A recent Politico article reported that a long-running joke among U.S. Food and Drug Administration (FDA) officials is that “the ‘F' in FDA is silent.” As FDA dedicates most of its budget and resources to drugs and medical devices, regulating food—including dietary supplements—appears to be less of a priority for the agency. This perceived disparity in regulation has led some to express concerns over the safety and reliability of our food supply.
Recently, FDA's delayed responses to issues identified both during inspections and in whistleblower reporting likely contributed to the national infant formula shortage. Following criticism of the agency's handling of the formula shortage, FDA Commissioner Robert Califf has asked the Reagan-Udall Foundation—an independent nonprofit created by Congress to advance the mission of FDA—to evaluate the agency's food program.
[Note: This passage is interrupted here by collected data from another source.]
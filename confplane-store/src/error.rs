//! Store error types.

use thiserror::Error;

/// Errors from the data stores.
#[derive(Debug, Error)]
pub enum StoreError {
    #[error("validation failed: {0}")]
    Validation(#[from] confplane_schema::SchemaError),

    #[error("commit conflict on {store}: transaction based on version {base}, store is at {actual}")]
    Conflict {
        store: &'static str,
        base: u64,
        actual: u64,
    },

    #[error("invalid store configuration: {reason}")]
    InvalidConfig { reason: String },
}

impl StoreError {
    /// Returns whether the caller should retry with a fresh transaction.
    pub fn is_conflict(&self) -> bool {
        matches!(self, StoreError::Conflict { .. })
    }
}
Furthermore, recalls of conventional food products make up the majority of FDA recalls and are estimated to cost the country billions of dollars per year. In addition, millions of people in the U.S. are sickened by foodborne illness annually, despite the fact that most cases of foodborne illness are preventable. Altogether, confidence in FDA's ability to keep Americans and our food supply safe has waned.
Calls for Reform
Critical of FDA's inattention to food safety, dietary supplement industry leaders who have worked collaboratively with lawmakers on responsible regulation of the category—including the American Herbal Products Association (AHPA)—agree that improvements to federal oversight of food and dietary supplements are needed. This consensus raises the question: is it time to reassign the responsibility for the regulation and safety of the U.S. food supply?
Though such amendments to FDA authority would be unprecedented and complex to carry out, proponents in Washington have recently thrust the idea into the spotlight for public discourse. Chief among them are U.S. Senator Dick Durbin (D-IL) and Congresswoman Rosa DeLauro (D-CT), who introduced the Food Safety Administration Act of 2022 (S.4520; H.R.8358) earlier this year in response to FDA's “inadequate responses to recalls, a failure to implement a culture of outbreak prevention, and proposed rules and initiatives that languish for years.”